Francesca Leeds closed the door behind her and looked from Sigrid, breathing hard in the middle of the room, to Søren Thorvaldsen, now sitting on the floor and rubbing his left eye where it had banged against the low table. Her smile was tentative as she said, “I’m sure there’s some perfectly rational explanation for what’s happened here.”
“Not really,” said Sigrid. “Mr. Thorvaldsen was a bit uncertain about a woman’s ability to defend herself and I’m afraid he goaded me into a demonstration. Quite unprofessional of me. I apologize, Mr. Thorvaldsen.”
She had expected him to be sullen. Instead, he came to his feet with an easy smile and a shrug.
“No apologies, frøken Harald. You showed me what I wished to know.” He greeted the elegant redhead with a kiss on her cool cheek. “You see, Lsøde ven? I’m still an Ålborg roughneck.”
Not fully convinced, but willing to let it pass, Francesca threw her mink coat over a nearby chair, added her gloves to the heap, and headed for the bar. “I feel as if I’m two drinks behind. Fix anyone else something?”
“Not for me,” Sigrid murmured.
“Just an ice cube,” Thorvaldsen said ruefully, as his fingers examined the lump swelling beneath his eye. “You come in time to rescue me, Francesca. I’m being grilled about Dr. Shambley.”
Francesca paused with a decanter of Irish whiskey in her graceful hands. “Should I be leaving then, Sigrid?”
“Why?” asked Thorvaldsen.
Sigrid stood. “Perhaps it would be better if you both came to my office tomorrow and made formal statements.”
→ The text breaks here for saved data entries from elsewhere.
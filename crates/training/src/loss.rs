use candle_core::{DType, Tensor, D};
use candle_nn::ops;

use crate::{config::GanKind, TrainingError};

const PROB_EPS: f64 = 1e-7;

/// Adversarial loss against constant real/fake targets.
///
/// Least-squares GANs use the mean squared error on raw scores; DCGAN uses
/// binary cross entropy on sigmoid outputs. Target tensors are cached and
/// only rebuilt when the prediction shape changes.
#[derive(Debug)]
pub struct GanLoss {
    kind: GanKind,
    real_target: Option<Tensor>,
    fake_target: Option<Tensor>,
}

impl GanLoss {
    pub fn new(kind: GanKind) -> Self {
        Self {
            kind,
            real_target: None,
            fake_target: None,
        }
    }

    pub fn kind(&self) -> GanKind {
        self.kind
    }

    pub fn compute(&mut self, pred: &Tensor, target_is_real: bool) -> Result<Tensor, TrainingError> {
        let target = self.target(pred, target_is_real)?;
        match self.kind {
            GanKind::Lsgan => Ok((pred - target)?.sqr()?.mean_all()?),
            GanKind::Dcgan => binary_cross_entropy(pred, &target),
        }
    }

    fn target(&mut self, pred: &Tensor, target_is_real: bool) -> Result<Tensor, TrainingError> {
        let (slot, value) = if target_is_real {
            (&mut self.real_target, 1.0)
        } else {
            (&mut self.fake_target, 0.0)
        };
        let stale = match slot {
            Some(cached) => {
                cached.elem_count() != pred.elem_count()
                    || cached.dims() != pred.dims()
                    || cached.dtype() != pred.dtype()
                    || !cached.device().same_device(pred.device())
            }
            None => true,
        };
        if stale {
            *slot = Some(Tensor::full(value as f32, pred.dims(), pred.device())?.to_dtype(pred.dtype())?);
        }
        slot.clone()
            .ok_or_else(|| TrainingError::runtime("gan target cache is empty"))
    }
}

pub fn l1_loss(pred: &Tensor, target: &Tensor) -> Result<Tensor, TrainingError> {
    Ok((pred - target)?.abs()?.mean_all()?)
}

/// Mean binary cross entropy on probabilities, clamped away from 0 and 1.
pub fn binary_cross_entropy(prob: &Tensor, target: &Tensor) -> Result<Tensor, TrainingError> {
    let prob = prob.clamp(PROB_EPS, 1.0 - PROB_EPS)?;
    let pos = (target * prob.log()?)?;
    let neg = (target.affine(-1.0, 1.0)? * prob.affine(-1.0, 1.0)?.log()?)?;
    Ok((pos + neg)?.neg()?.mean_all()?)
}

/// Binary cross entropy re-weighting positives and negatives of every
/// attribute by the inverse of their frequency in the training labels.
#[derive(Debug, Clone)]
pub struct WeightedBceLoss {
    w_pos: Tensor,
    w_neg: Tensor,
    class_norm: bool,
}

impl WeightedBceLoss {
    /// `pos_rate[i]` is the share of training samples where attribute `i` is
    /// present; rates are clamped into `(0, 1)`.
    pub fn new(pos_rate: &[f32], class_norm: bool, device: &candle_core::Device) -> Result<Self, TrainingError> {
        if pos_rate.is_empty() {
            return Err(TrainingError::initialization(
                "weighted bce requires at least one attribute",
            ));
        }
        let eps = PROB_EPS as f32;
        let w_pos: Vec<f32> = pos_rate.iter().map(|&r| 0.5 / r.clamp(eps, 1.0 - eps)).collect();
        let w_neg: Vec<f32> = pos_rate
            .iter()
            .map(|&r| 0.5 / (1.0 - r.clamp(eps, 1.0 - eps)))
            .collect();
        let n = pos_rate.len();
        Ok(Self {
            w_pos: Tensor::from_vec(w_pos, (1, n), device)?,
            w_neg: Tensor::from_vec(w_neg, (1, n), device)?,
            class_norm,
        })
    }

    pub fn compute(&self, prob: &Tensor, target: &Tensor) -> Result<Tensor, TrainingError> {
        let (_, n) = prob.dims2()?;
        if target.dims() != prob.dims() || self.w_pos.dim(1)? != n {
            return Err(TrainingError::runtime(format!(
                "weighted bce shape mismatch: prob {:?}, target {:?}, weights {}",
                prob.dims(),
                target.dims(),
                self.w_pos.dim(1)?
            )));
        }
        let target = target.to_dtype(prob.dtype())?;
        let neg_target = target.affine(-1.0, 1.0)?;
        let w_mask = (target.broadcast_mul(&self.w_pos.to_dtype(prob.dtype())?)?
            + neg_target.broadcast_mul(&self.w_neg.to_dtype(prob.dtype())?)?)?;

        let prob = prob.clamp(PROB_EPS, 1.0 - PROB_EPS)?;
        let bce = ((&target * prob.log()?)? + (&neg_target * prob.affine(-1.0, 1.0)?.log()?)?)?
            .neg()?;
        let loss = (bce * &w_mask)?;
        let loss = if self.class_norm {
            loss.broadcast_div(&w_mask.mean_keepdim(0)?)?
        } else {
            loss.broadcast_div(&w_mask.mean_all()?)?
        };
        Ok(loss.mean_all()?)
    }
}

/// Multi-class cross entropy from logits `(batch, classes)` and `u32` class
/// indices `(batch,)`.
#[derive(Debug, Clone, Default)]
pub struct CrossEntropyLoss;

impl CrossEntropyLoss {
    pub fn new() -> Self {
        Self
    }

    pub fn compute(&self, logits: &Tensor, targets: &Tensor) -> Result<Tensor, TrainingError> {
        let (batch, classes) = logits.dims2()?;
        if classes == 0 || targets.dims() != [batch] {
            return Err(TrainingError::runtime(format!(
                "cross entropy expects (batch, classes) logits and (batch,) targets, got {:?} and {:?}",
                logits.dims(),
                targets.dims()
            )));
        }
        let targets = match targets.dtype() {
            DType::U32 => targets.clone(),
            DType::I64 | DType::U8 => targets.to_dtype(DType::U32)?,
            dtype => {
                return Err(TrainingError::runtime(format!(
                    "unsupported target dtype {:?} for cross entropy",
                    dtype
                )))
            }
        };
        let log_probs = ops::log_softmax(logits, D::Minus1)?;
        let nll = log_probs.gather(&targets.unsqueeze(1)?, 1)?.neg()?;
        Ok(nll.mean_all()?)
    }
}

#[cfg(test)]
mod tests {
    use super::*;
    use candle_core::Device;

    fn scalar(t: &Tensor) -> f32 {
        t.to_vec0::<f32>().unwrap()
    }

    #[test]
    fn lsgan_targets_follow_prediction_shape() -> Result<(), TrainingError> {
        let device = Device::Cpu;
        let mut loss = GanLoss::new(GanKind::Lsgan);
        let pred = Tensor::full(0.5f32, (2, 1, 4, 4), &device)?;
        assert!((scalar(&loss.compute(&pred, true)?) - 0.25).abs() < 1e-6);
        assert!((scalar(&loss.compute(&pred, false)?) - 0.25).abs() < 1e-6);

        let pred = Tensor::ones((1, 1, 2, 2), DType::F32, &device)?;
        assert_eq!(scalar(&loss.compute(&pred, true)?), 0.0);
        assert_eq!(loss.real_target.as_ref().map(|t| t.elem_count()), Some(4));
        Ok(())
    }

    #[test]
    fn dcgan_loss_is_small_for_confident_correct_scores() -> Result<(), TrainingError> {
        let device = Device::Cpu;
        let mut loss = GanLoss::new(GanKind::Dcgan);
        let pred = Tensor::full(0.999f32, (1, 1, 2, 2), &device)?;
        assert!(scalar(&loss.compute(&pred, true)?) < 0.01);
        assert!(scalar(&loss.compute(&pred, false)?) > 5.0);
        Ok(())
    }

    #[test]
    fn weighted_bce_balances_rare_attributes() -> Result<(), TrainingError> {
        let device = Device::Cpu;
        let loss = WeightedBceLoss::new(&[0.25, 0.5], false, &device)?;
        let target = Tensor::new(&[[1f32, 0.0], [0.0, 1.0]], &device)?;
        let perfect = Tensor::new(&[[1f32, 0.0], [0.0, 1.0]], &device)?;
        assert!(scalar(&loss.compute(&perfect, &target)?) < 1e-5);

        let unsure = Tensor::full(0.5f32, (2, 2), &device)?;
        let value = scalar(&loss.compute(&unsure, &target)?);
        // Every element costs ln 2 scaled by its weight over the mean weight.
        assert!((value - std::f32::consts::LN_2).abs() < 1e-5, "{value}");
        Ok(())
    }

    #[test]
    fn cross_entropy_of_uniform_logits() -> Result<(), TrainingError> {
        let device = Device::Cpu;
        let logits = Tensor::zeros((3, 4), DType::F32, &device)?;
        let targets = Tensor::new(&[0u32, 1, 3], &device)?;
        let value = scalar(&CrossEntropyLoss::new().compute(&logits, &targets)?);
        assert!((value - 4f32.ln()).abs() < 1e-5);
        Ok(())
    }
}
“Me?” Francesca seemed surprised. “Why on earth would you need a statement from me? I barely knew the man.”
“But you have a key to the Breul House, don’t you?” asked Sigrid.
“Well, yes, but- Oh, don’t be daft, Sigrid! He was a grotty little man but you can’t think I went back there last night and sneaked in and killed him?”
“Can you tell me where you were between eight-thirty and one A.M.?” Sigrid asked bluntly.
“To be sure, I can,” she said in her Celtic lilt. She brought Thorvaldsen an ice cube wrapped in a napkin and sat down with her drink at the other end of the couch from Sigrid. “Søren and I finished dinner shortly before ten, then I took a cab to the Maintenon. Some friends of mine were just going into the lounge when I got in around ten-thirty-George and Bitsy Laufermann-and they insisted that I join them. We stayed for the midnight show. I’ll give you their phone number, if you wish, and you can also ask the maître d’. He’ll tell you I was there.”
Sigrid jotted down the names and numbers, then asked, “What about your key to the Breul House? Do you carry it with you?”
“On my key ring, yes,” said Francesca. “I suppose you’ll be wanting to see it.”
She moved so beautifully, Sigrid thought, watching as the other woman crossed to her fur coat. Tonight she wore a dark brown taffeta dress edged with a stiff, narrow self-ruffle at the neck and wrists, shot with gold threads that gleamed with every swing of the skirt. Her lustrous hair fell in copper tangles about the perfect oval of her face.
Even as Sigrid went through the formalities of this interview with one level of her mind, another level catalogued Francesca’s almost flawless beauty. Thorvaldsen’s advances had been clumsy and insulting and she should have decked him harder, but she could almost sympathize with his basic confusion. How could Oscar Nauman possibly be attracted to her when he’d had one of the most beautiful women in New York?